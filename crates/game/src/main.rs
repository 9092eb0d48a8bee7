//! Rat Plague - sneak a rat past traps and a patrolling roomba to reach the human

mod assets;
mod config;
mod error;
mod events;
mod hud;
mod locomotion;
mod outcome;
mod patrol;
mod room;
mod session;
mod state;
mod tuning;

use anyhow::Result;
use engine_core::FrameClock;
use input::KeyBindings;
use std::sync::Arc;
use winit::{
    application::ApplicationHandler,
    event::WindowEvent,
    event_loop::{ActiveEventLoop, ControlFlow, EventLoop},
    window::{Window, WindowId},
};

use assets::AssetLoader;
use config::GameConfig;
use session::GameSession;
use state::GamePhase;

/// Frames between debug position reports.
const REPORT_INTERVAL: u64 = 300;

/// Application handler for winit. Drives one [`GameSession`] per redraw.
pub(crate) struct App {
    config: GameConfig,
    session: GameSession,
    bindings: KeyBindings,
    clock: FrameClock,
    window: Option<Arc<Window>>,
    /// Models still being read before play can start.
    loader: Option<AssetLoader>,
    title: String,
}

impl App {
    fn new(config: GameConfig) -> Result<Self> {
        let mut session = GameSession::new(&config)?;
        let loader = if session.phase == GamePhase::Loading {
            match AssetLoader::spawn(config.asset_paths.clone()) {
                Ok(loader) => Some(loader),
                Err(e) => {
                    session.complete_loading(Err(e));
                    None
                }
            }
        } else {
            None
        };
        Ok(Self {
            config,
            session,
            bindings: KeyBindings::default(),
            clock: FrameClock::new(),
            window: None,
            loader,
            title: String::new(),
        })
    }

    /// One display refresh: fixed-step gameplay, then HUD.
    pub(crate) fn frame(&mut self) {
        if let Some(loaded) = self.loader.as_ref().and_then(AssetLoader::poll) {
            self.loader = None;
            self.session.complete_loading(loaded);
            for model in self.session.models() {
                log::debug!("Model {:?} ready ({} bytes)", model.path, model.bytes.len());
            }
        }

        let dt = self.clock.tick();
        self.session.update(dt);

        if self.clock.frame_count() % REPORT_INTERVAL == 0 {
            log::debug!(
                "frame {} ({:.0} fps, {:.1}s simulated): rat {:?}, roomba {:?}",
                self.clock.frame_count(),
                self.clock.fps(),
                self.clock.simulated_seconds(),
                self.session.transform(self.session.room.player).map(|t| t.position),
                self.session.hazard_position()
            );
        }

        if let Some(window) = &self.window {
            let title = self.session.hud.summary();
            if title != self.title {
                window.set_title(&title);
                self.title = title;
            }
            window.request_redraw();
        }
    }
}

impl ApplicationHandler for App {
    fn resumed(&mut self, event_loop: &ActiveEventLoop) {
        if self.window.is_none() {
            let window_attrs = Window::default_attributes()
                .with_title("Rat Plague")
                .with_inner_size(winit::dpi::LogicalSize::new(
                    self.config.window_width,
                    self.config.window_height,
                ));

            match event_loop.create_window(window_attrs) {
                Ok(w) => {
                    let window = Arc::new(w);
                    window.request_redraw();
                    self.window = Some(window);
                }
                Err(e) => {
                    log::error!("Failed to create window: {}", e);
                    event_loop.exit();
                }
            }
        }
    }

    fn window_event(&mut self, event_loop: &ActiveEventLoop, _id: WindowId, event: WindowEvent) {
        if self.handle_window_event(event) {
            event_loop.exit();
        }
    }
}

fn main() -> Result<()> {
    env_logger::Builder::from_env(env_logger::Env::default().default_filter_or("info")).init();

    println!("╔══════════════════════════════════════════════════╗");
    println!("║                   RAT PLAGUE                     ║");
    println!("╠══════════════════════════════════════════════════╣");
    println!("║  Reach the human. Avoid the traps and the roomba ║");
    println!("║    WASD  - Move        │  Shift - Dash (3s cd)   ║");
    println!("║    R     - Restart after the round ends          ║");
    println!("╚══════════════════════════════════════════════════╝");

    let config = GameConfig::load();
    log::info!("Starting Rat Plague ({:?})", config.variant);

    let event_loop = EventLoop::new()?;
    event_loop.set_control_flow(ControlFlow::Poll);

    let mut app = App::new(config)?;
    event_loop.run_app(&mut app)?;

    Ok(())
}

■ ■ ■ ■ ■ ■ ■

Please write out every record shown above exactly as it reads.

filename crates/game/src/main.rs
repository 9092eb0d48a8bee7
//! Rat Plague - sneak a rat past traps and a patrolling roomba to reach the human

mod assets;
mod config;
mod error;
mod events;
mod hud;
mod locomotion;
mod outcome;
mod patrol;
mod room;
mod session;
mod state;
mod tuning;

use anyhow::Result;
use engine_core::FrameClock;
use input::KeyBindings;
use std::sync::Arc;
use winit::{
    application::ApplicationHandler,
    event::WindowEvent,
    event_loop::{ActiveEventLoop, ControlFlow, EventLoop},
    window::{Window, WindowId},
};

use assets::AssetLoader;
use config::GameConfig;
use session::GameSession;
use state::GamePhase;

/// Frames between debug position reports.
const REPORT_INTERVAL: u64 = 300;

/// Application handler for winit. Drives one [`GameSession`] per redraw.
pub(crate) struct App {
    config: GameConfig,
    session: GameSession,
    bindings: KeyBindings,
    clock: FrameClock,
    window: Option<Arc<Window>>,
    /// Models still being read before play can start.
    loader: Option<AssetLoader>,
    title: String,
}

impl App {
    fn new(config: GameConfig) -> Result<Self> {
        let mut session = GameSession::new(&config)?;
        let loader = if session.phase == GamePhase::Loading {
            match AssetLoader::spawn(config.asset_paths.clone()) {
                Ok(loader) => Some(loader),
                Err(e) => {
                    session.complete_loading(Err(e));
                    None
                }
            }
        } else {
            None
        };
        Ok(Self {
            config,
            session,
            bindings: KeyBindings::default(),
            clock: FrameClock::new(),
            window: None,
            loader,
            title: String::new(),
        })
    }

    /// One display refresh: fixed-step gameplay, then HUD.
    pub(crate) fn frame(&mut self) {
        if let Some(loaded) = self.loader.as_ref().and_then(AssetLoader::poll) {
            self.loader = None;
            self.session.complete_loading(loaded);
            for model in self.session.models() {
                log::debug!("Model {:?} ready ({} bytes)", model.path, model.bytes.len());
            }
        }

        let dt = self.clock.tick();
        self.session.update(dt);

        if self.clock.frame_count() % REPORT_INTERVAL == 0 {
            log::debug!(
                "frame {} ({:.0} fps, {:.1}s simulated): rat {:?}, roomba {:?}",
                self.clock.frame_count(),
                self.clock.fps(),
                self.clock.simulated_seconds(),
                self.session.transform(self.session.room.player).map(|t| t.position),
                self.session.hazard_position()
            );
        }

        if let Some(window) = &self.window {
            let title = self.session.hud.summary();
            if title != self.title {
                window.set_title(&title);
                self.title = title;
            }
            window.request_redraw();
        }
    }
}

impl ApplicationHandler for App {
    fn resumed(&mut self, event_loop: &ActiveEventLoop) {
        if self.window.is_none() {
            let window_attrs = Window::default_attributes()
                .with_title("Rat Plague")
                .with_inner_size(winit::dpi::LogicalSize::new(
                    self.config.window_width,
                    self.config.window_height,
                ));

            match event_loop.create_window(window_attrs) {
                Ok(w) => {
                    let window = Arc::new(w);
                    window.request_redraw();
                    self.window = Some(window);
                }
                Err(e) => {
                    log::error!("Failed to create window: {}", e);
                    event_loop.exit();
                }
            }
        }
    }

    fn window_event(&mut self, event_loop: &ActiveEventLoop, _id: WindowId, event: WindowEvent) {
        if self.handle_window_event(event) {
            event_loop.exit();
        }
    }
}

fn main() -> Result<()> {
    env_logger::Builder::from_env(env_logger::Env::default().default_filter_or("info")).init();

    println!("╔══════════════════════════════════════════════════╗");
    println!("║                   RAT PLAGUE                     ║");
    println!("╠══════════════════════════════════════════════════╣");
    println!("║  Reach the human. Avoid the traps and the roomba ║");
    println!("║    WASD  - Move        │  Shift - Dash (3s cd)   ║");
    println!("║    R     - Restart after the round ends          ║");
    println!("╚══════════════════════════════════════════════════╝");

    let config = GameConfig::load();
    log::info!("Starting Rat Plague ({:?})", config.variant);

    let event_loop = EventLoop::new()?;
    event_loop.set_control_flow(ControlFlow::Poll);

    let mut app = App::new(config)?;
    event_loop.run_app(&mut app)?;

    Ok(())
}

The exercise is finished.